I’d just like to say that I know the doctor involved. I read the reports here first of all and then was told who it was and was shocked.
I’ve known him In a professional capacity as well as outside of work. Though this was some years Ago. He had the reputation of being a good consultant and certainly someone who’d I’d have been happy to have care from inc surgery. He was certainly no misogynist and cared about his patients.
I don’t know what went wrong. He’s been door stepped by the media and I read in The Times today that he said he started to have mental health problems and as soon as he realised it had affected his work he resigned of his own accord and is now totally retired and very much wants to apologise to anyone affected. He’s genuinely a nice bloke and I can’t imagine how he must be feeling.
I do think that the nhs needs to be more robust in it’s surveillance of outcomes. To try and prevent repeats of this, or indeed a truly dodgy doctor. Sadly as far as I know there’s no system/no person checking the stats of individual surgeons/doctors. So it takes a colleague.....another doctor, a nurse, a GP to notice a pattern and raise it. By the time an individual has seen a pattern so many patients can have been affected.
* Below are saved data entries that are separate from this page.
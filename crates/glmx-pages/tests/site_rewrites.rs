//! End-to-end runs of every rewrite over a small site tree on disk.

use glmx_pages::{
    html_files_in, html_files_under, run_batch, systematic_pages, CssExtract, FeedbackWidget,
    FileStatus, MobilePicker, Navigation, WriteMode, MOBILE_PICKER_TUTORIALS,
};
use std::fs;
use std::path::Path;

const TUTORIAL_PAGE: &str = r#"<html>
<head>
  <style>
    body { margin: 0; }
  </style>
</head>
<body>
  <header>
    <div class="container">
      <h1>Page</h1>
    </div>
  </header>
  <div class="nav-buttons">
    <a href="fitting.html" class="btn btn-secondary">&larr; Back</a>
    <a href="systematic.html" class="btn btn-primary">Start Tutorial Over</a>
  </div>
</body>
</html>"#;

const SYSTEMATIC_PAGE: &str = "<html>
<head>
  <style>
    .variable-card.dimmed {
      opacity: 0.4;
    }
  </style>
</head>
<body>

  <script>
    // State
    function setupDropZones() {
      const pool = variablePool;
      [predictorZone, responseZone].forEach(zone => {
        zone.addEventListener('drop', (e) => {
          e.preventDefault();
        });
      });
    }
  </script>
</body>
</html>";

fn write(path: &Path, content: &str) {
    fs::create_dir_all(path.parent().unwrap()).unwrap();
    fs::write(path, content).unwrap();
}

fn site() -> tempfile::TempDir {
    let dir = tempfile::tempdir().unwrap();
    let tutorials = dir.path().join("docs/tutorials");
    for folder in ["01-gaussian", "02-logistic", "05-gamma"] {
        write(&tutorials.join(folder).join("intro.html"), TUTORIAL_PAGE);
        write(&tutorials.join(folder).join("advanced.html"), TUTORIAL_PAGE);
    }
    write(&tutorials.join("02-logistic/systematic.html"), SYSTEMATIC_PAGE);
    write(&dir.path().join("docs/index.html"), "<html><body></body></html>");
    dir
}

#[test]
fn test_dry_run_leaves_files_untouched() {
    let dir = site();
    let files = html_files_under(dir.path().join("docs/tutorials")).unwrap();
    assert_eq!(files.len(), 7);

    // The systematic page has no header block to link from
    let report = run_batch(&Navigation, &files, WriteMode::DryRun).unwrap();
    assert_eq!(report.modified(), 6);
    assert_eq!(report.skipped(), 1);
    assert!(report
        .files
        .iter()
        .filter(|f| f.is_modified())
        .all(|f| matches!(f.status, FileStatus::WouldModify { .. })));

    for file in &files {
        let content = fs::read_to_string(file).unwrap();
        assert!(!content.contains("All Tutorials"));
    }
}

#[test]
fn test_every_rewrite_is_idempotent() {
    let dir = site();
    let tutorials = dir.path().join("docs/tutorials");
    let pages = html_files_under(&tutorials).unwrap();

    let first = run_batch(&Navigation, &pages, WriteMode::Apply).unwrap();
    assert_eq!(first.modified(), pages.len() - 1);
    let again = run_batch(&Navigation, &pages, WriteMode::Apply).unwrap();
    assert_eq!(again.modified(), 0);

    let first = run_batch(&FeedbackWidget::for_tutorial(), &pages, WriteMode::Apply).unwrap();
    assert_eq!(first.modified(), pages.len());
    let again = run_batch(&FeedbackWidget::for_tutorial(), &pages, WriteMode::Apply).unwrap();
    assert_eq!(again.modified(), 0);

    let systematic = systematic_pages(&tutorials, &MOBILE_PICKER_TUTORIALS);
    assert_eq!(systematic.len(), 1);
    let first = run_batch(&MobilePicker, &systematic, WriteMode::Apply).unwrap();
    assert_eq!(first.modified(), 1);
    let again = run_batch(&MobilePicker, &systematic, WriteMode::Apply).unwrap();
    assert_eq!(again.modified(), 0);

    let first = run_batch(&CssExtract, &pages, WriteMode::Apply).unwrap();
    assert_eq!(first.modified(), pages.len());
    let again = run_batch(&CssExtract, &pages, WriteMode::Apply).unwrap();
    assert_eq!(again.modified(), 0);
}

#[test]
fn test_site_after_all_rewrites() {
    let dir = site();
    let tutorials = dir.path().join("docs/tutorials");
    let pages = html_files_under(&tutorials).unwrap();

    run_batch(&Navigation, &pages, WriteMode::Apply).unwrap();
    run_batch(&FeedbackWidget::for_tutorial(), &pages, WriteMode::Apply).unwrap();
    let index = html_files_in(dir.path().join("docs")).unwrap();
    run_batch(&FeedbackWidget::for_index(), &index, WriteMode::Apply).unwrap();

    let logistic = fs::read_to_string(tutorials.join("02-logistic/advanced.html")).unwrap();
    assert!(logistic.contains("../03-poisson/systematic.html"));
    assert!(logistic.contains("../../js/feedback.js"));

    let gamma = fs::read_to_string(tutorials.join("05-gamma/advanced.html")).unwrap();
    assert!(gamma.contains("Complete! Back to All Tutorials"));

    let index = fs::read_to_string(dir.path().join("docs/index.html")).unwrap();
    assert!(index.contains(r#"<script src="js/feedback.js"></script>"#));
}

#[test]
fn test_missing_body_is_reported_not_fatal() {
    let dir = tempfile::tempdir().unwrap();
    let page = dir.path().join("fragment.html");
    write(&page, "<div>no body here</div>");

    let report = run_batch(&FeedbackWidget::for_tutorial(), &[page], WriteMode::Apply).unwrap();
    assert_eq!(report.modified(), 0);
    assert_eq!(report.warnings(), 1);
}
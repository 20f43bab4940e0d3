//! # glmx-glm
//!
//! Generalized linear models fitted by iteratively reweighted least squares,
//! and the validators that re-derive the coefficients quoted in each GLM
//! tutorial.
//!
//! ## Features
//!
//! - **Families**: Gaussian, Binomial, Poisson, Negative Binomial (fixed or
//!   estimated θ) and Gamma, with identity, logit, log and inverse links
//! - **Statistics**: standard errors, Wald tests, deviance, null deviance,
//!   Pearson χ², log-likelihood, AIC and BIC computed as statsmodels does
//! - **Validation**: the five tutorial models with their quoted coefficients
//!   and tolerances
//!
//! ## Example
//!
//! ```no_run
//! use glmx_glm::{DataSources, Tutorial};
//!
//! let report = Tutorial::Poisson.case().run(&DataSources::new("data"))?;
//! println!("{}", report);
//! assert!(report.all_passed());
//! # Ok::<(), glmx_glm::GlmError>(())
//! ```

mod data;
mod error;
mod family;
mod fit;
mod linalg;
mod source;
mod theta;
mod validate;

pub use data::{Dataset, Design, ModelFrame, Summary};
pub use error::GlmError;
pub use family::{Family, Link};
pub use fit::{Glm, GlmFit, DEFAULT_MAX_ITER, DEFAULT_TOLERANCE};
pub use source::{fetch_text, load_cleveland, DataSource, DataSources, CLEVELAND_COLUMNS, CLEVELAND_URL};
pub use theta::{fit_negative_binomial, theta_ml, ThetaEstimate, MAX_THETA_ITER, THETA_TOLERANCE};
pub use validate::{
    compare, Check, CheckStatus, DatasetKind, Preprocess, Section, Tutorial, ValidationCase,
    ValidationReport, OVERDISPERSION_THRESHOLD, TUTORIAL_GAMMA_SHAPE, TUTORIAL_THETA,
};

/// Result type for model operations.
pub type Result<T> = std::result::Result<T, GlmError>;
Even the individual doctor concerned may not realise for some time. They do some surgery, the patient is discharged. Back home things aren’t right still, in pain, etc. They go back to their GP, maybe get fobbed off a bit. Either give up and suffer or eventually get referred back to a gynaecologist. Probably ask for a different one. But if there’s 8-12 consultants at that hospital the women getting referred get spread around those other doctors so they don’t notice for a while, the original doctor has no idea.....there needs to be a better system.